- What is needed -
With no addition or omission, return the entries below.

- Information supplied -
use crate::app_config::{AppConfig, Environment, WooCommerceConfig};
use crate::ConfigError;

/// Load application configuration from environment variables.
///
/// Calls `dotenvy::dotenv().ok()` to load `.env` files before reading env vars.
///
/// # Errors
///
/// Returns `ConfigError` if required env vars are missing or values are invalid.
pub fn load_app_config() -> Result<AppConfig, ConfigError> {
    dotenvy::dotenv().ok();
    load_app_config_from_env()
}

/// Load application configuration from environment variables already in the process.
///
/// Unlike [`load_app_config`], this does NOT load `.env` files.
///
/// # Errors
///
/// Returns `ConfigError` if required env vars are missing or values are invalid.
pub fn load_app_config_from_env() -> Result<AppConfig, ConfigError> {
    build_app_config(|key| std::env::var(key))
}

/// Build application configuration using the provided env-var lookup function.
///
/// Decoupled from the real environment so it can be tested with a pure
/// `HashMap` lookup.
fn build_app_config<F>(lookup: F) -> Result<AppConfig, ConfigError>
where
    F: Fn(&str) -> Result<String, std::env::VarError>,
{
    use std::net::SocketAddr;
    use std::path::PathBuf;

    let present = |var: &str| -> Option<String> { lookup(var).ok().filter(|v| !v.is_empty()) };

    let require = |var: &str| -> Result<String, ConfigError> {
        present(var).ok_or_else(|| ConfigError::MissingEnvVar(var.to_string()))
    };

    let or_default =
        |var: &str, default: &str| -> String { present(var).unwrap_or_else(|| default.to_string()) };

    let invalid = |var: &str, reason: String| ConfigError::InvalidEnvVar {
        var: var.to_string(),
        reason,
    };

    let parse_u32 = |var: &str, default: &str| -> Result<u32, ConfigError> {
        or_default(var, default)
            .parse::<u32>()
            .map_err(|e| invalid(var, e.to_string()))
    };

    let parse_u64 = |var: &str, default: &str| -> Result<u64, ConfigError> {
        or_default(var, default)
            .parse::<u64>()
            .map_err(|e| invalid(var, e.to_string()))
    };

    let env = parse_environment(&or_default("BUBBLEHOUSE_ENV", "development"))?;

    let bind_addr = or_default("BUBBLEHOUSE_BIND_ADDR", "0.0.0.0:3000")
        .parse::<SocketAddr>()
        .map_err(|e| invalid("BUBBLEHOUSE_BIND_ADDR", e.to_string()))?;
    let log_level = or_default("BUBBLEHOUSE_LOG_LEVEL", "info");
    let settings_path = present("BUBBLEHOUSE_SETTINGS_PATH").map(PathBuf::from);
    let api_version = or_default("BUBBLEHOUSE_API_VERSION", "v2023061");
    let block_version = or_default("BUBBLEHOUSE_BLOCK_VERSION", "v2023061");

    let sync_interval_secs = parse_u64("BUBBLEHOUSE_SYNC_INTERVAL_SECS", "3600")?;
    if sync_interval_secs == 0 {
        return Err(invalid(
            "BUBBLEHOUSE_SYNC_INTERVAL_SECS",
            "must be greater than zero".to_string(),
        ));
    }
    let sync_timeout_secs = parse_u64("BUBBLEHOUSE_SYNC_TIMEOUT_SECS", "60")?;
    if sync_timeout_secs == 0 {
        return Err(invalid(
            "BUBBLEHOUSE_SYNC_TIMEOUT_SECS",
            "must be greater than zero".to_string(),
        ));
    }

    let woocommerce = match present("WOOCOMMERCE_URL") {
        None => None,
        Some(store_url) => {
            let page_size = parse_u32("WOOCOMMERCE_PAGE_SIZE", "100")?;
            // The REST API caps `per_page` at 100.
            if !(1..=100).contains(&page_size) {
                return Err(invalid(
                    "WOOCOMMERCE_PAGE_SIZE",
                    format!("{page_size} is outside 1..=100"),
                ));
            }
            Some(WooCommerceConfig {
                store_url,
                consumer_key: require("WOOCOMMERCE_CONSUMER_KEY")?,
                consumer_secret: require("WOOCOMMERCE_CONSUMER_SECRET")?,
                page_size,
                inter_request_delay_ms: parse_u64("WOOCOMMERCE_INTER_REQUEST_DELAY_MS", "0")?,
                max_retries: parse_u32("WOOCOMMERCE_MAX_RETRIES", "3")?,
                retry_backoff_base_secs: parse_u64("WOOCOMMERCE_RETRY_BACKOFF_BASE_SECS", "2")?,
            })
        }
    };

    Ok(AppConfig {
        env,
        bind_addr,
        log_level,
        settings_path,
        api_version,
        block_version,
        sync_interval_secs,
        sync_timeout_secs,
        woocommerce,
    })
}

/// Parse a string into an `Environment` variant.
fn parse_environment(s: &str) -> Result<Environment, ConfigError> {
    match s {
        "development" => Ok(Environment::Development),
        "test" => Ok(Environment::Test),
        "production" => Ok(Environment::Production),
        other => Err(ConfigError::InvalidEnvVar {
            var: "BUBBLEHOUSE_ENV".to_string(),
            reason: format!("unknown environment \"{other}\""),
        }),
    }
}

#[cfg(test)]
#[path = "config_test.rs"]
mod tests;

- Reply -
use crate::app_config::{AppConfig, Environment, WooCommerceConfig};
use crate::ConfigError;

/// Load application configuration from environment variables.
///
/// Calls `dotenvy::dotenv().ok()` to load `.env` files before reading env vars.
///
/// # Errors
///
/// Returns `ConfigError` if required env vars are missing or values are invalid.
pub fn load_app_config() -> Result<AppConfig, ConfigError> {
    dotenvy::dotenv().ok();
    load_app_config_from_env()
}

/// Load application configuration from environment variables already in the process.
///
/// Unlike [`load_app_config`], this does NOT load `.env` files.
///
/// # Errors
///
/// Returns `ConfigError` if required env vars are missing or values are invalid.
pub fn load_app_config_from_env() -> Result<AppConfig, ConfigError> {
    build_app_config(|key| std::env::var(key))
}

/// Build application configuration using the provided env-var lookup function.
///
/// Decoupled from the real environment so it can be tested with a pure
/// `HashMap` lookup.
fn build_app_config<F>(lookup: F) -> Result<AppConfig, ConfigError>
where
    F: Fn(&str) -> Result<String, std::env::VarError>,
{
    use std::net::SocketAddr;
    use std::path::PathBuf;

    let present = |var: &str| -> Option<String> { lookup(var).ok().filter(|v| !v.is_empty()) };

    let require = |var: &str| -> Result<String, ConfigError> {
        present(var).ok_or_else(|| ConfigError::MissingEnvVar(var.to_string()))
    };

    let or_default =
        |var: &str, default: &str| -> String { present(var).unwrap_or_else(|| default.to_string()) };

    let invalid = |var: &str, reason: String| ConfigError::InvalidEnvVar {
        var: var.to_string(),
        reason,
    };

    let parse_u32 = |var: &str, default: &str| -> Result<u32, ConfigError> {
        or_default(var, default)
            .parse::<u32>()
            .map_err(|e| invalid(var, e.to_string()))
    };

    let parse_u64 = |var: &str, default: &str| -> Result<u64, ConfigError> {
        or_default(var, default)
            .parse::<u64>()
            .map_err(|e| invalid(var, e.to_string()))
    };

    let env = parse_environment(&or_default("BUBBLEHOUSE_ENV", "development"))?;

    let bind_addr = or_default("BUBBLEHOUSE_BIND_ADDR", "0.0.0.0:3000")
        .parse::<SocketAddr>()
        .map_err(|e| invalid("BUBBLEHOUSE_BIND_ADDR", e.to_string()))?;
    let log_level = or_default("BUBBLEHOUSE_LOG_LEVEL", "info");
    let settings_path = present("BUBBLEHOUSE_SETTINGS_PATH").map(PathBuf::from);
    let api_version = or_default("BUBBLEHOUSE_API_VERSION", "v2023061");
    let block_version = or_default("BUBBLEHOUSE_BLOCK_VERSION", "v2023061");

    let sync_interval_secs = parse_u64("BUBBLEHOUSE_SYNC_INTERVAL_SECS", "3600")?;
    if sync_interval_secs == 0 {
        return Err(invalid(
            "BUBBLEHOUSE_SYNC_INTERVAL_SECS",
            "must be greater than zero".to_string(),
        ));
    }
    let sync_timeout_secs = parse_u64("BUBBLEHOUSE_SYNC_TIMEOUT_SECS", "60")?;
    if sync_timeout_secs == 0 {
        return Err(invalid(
            "BUBBLEHOUSE_SYNC_TIMEOUT_SECS",
            "must be greater than zero".to_string(),
        ));
    }

    let woocommerce = match present("WOOCOMMERCE_URL") {
        None => None,
        Some(store_url) => {
            let page_size = parse_u32("WOOCOMMERCE_PAGE_SIZE", "100")?;
            // The REST API caps `per_page` at 100.
            if !(1..=100).contains(&page_size) {
                return Err(invalid(
                    "WOOCOMMERCE_PAGE_SIZE",
                    format!("{page_size} is outside 1..=100"),
                ));
            }
            Some(WooCommerceConfig {
                store_url,
                consumer_key: require("WOOCOMMERCE_CONSUMER_KEY")?,
                consumer_secret: require("WOOCOMMERCE_CONSUMER_SECRET")?,
                page_size,
                inter_request_delay_ms: parse_u64("WOOCOMMERCE_INTER_REQUEST_DELAY_MS", "0")?,
                max_retries: parse_u32("WOOCOMMERCE_MAX_RETRIES", "3")?,
                retry_backoff_base_secs: parse_u64("WOOCOMMERCE_RETRY_BACKOFF_BASE_SECS", "2")?,
            })
        }
    };

    Ok(AppConfig {
        env,
        bind_addr,
        log_level,
        settings_path,
        api_version,
        block_version,
        sync_interval_secs,
        sync_timeout_secs,
        woocommerce,
    })
}

/// Parse a string into an `Environment` variant.
fn parse_environment(s: &str) -> Result<Environment, ConfigError> {
    match s {
        "development" => Ok(Environment::Development),
        "test" => Ok(Environment::Test),
        "production" => Ok(Environment::Production),
        other => Err(ConfigError::InvalidEnvVar {
            var: "BUBBLEHOUSE_ENV".to_string(),
            reason: format!("unknown environment \"{other}\""),
        }),
    }
}

#[cfg(test)]
#[path = "config_test.rs"]
mod tests;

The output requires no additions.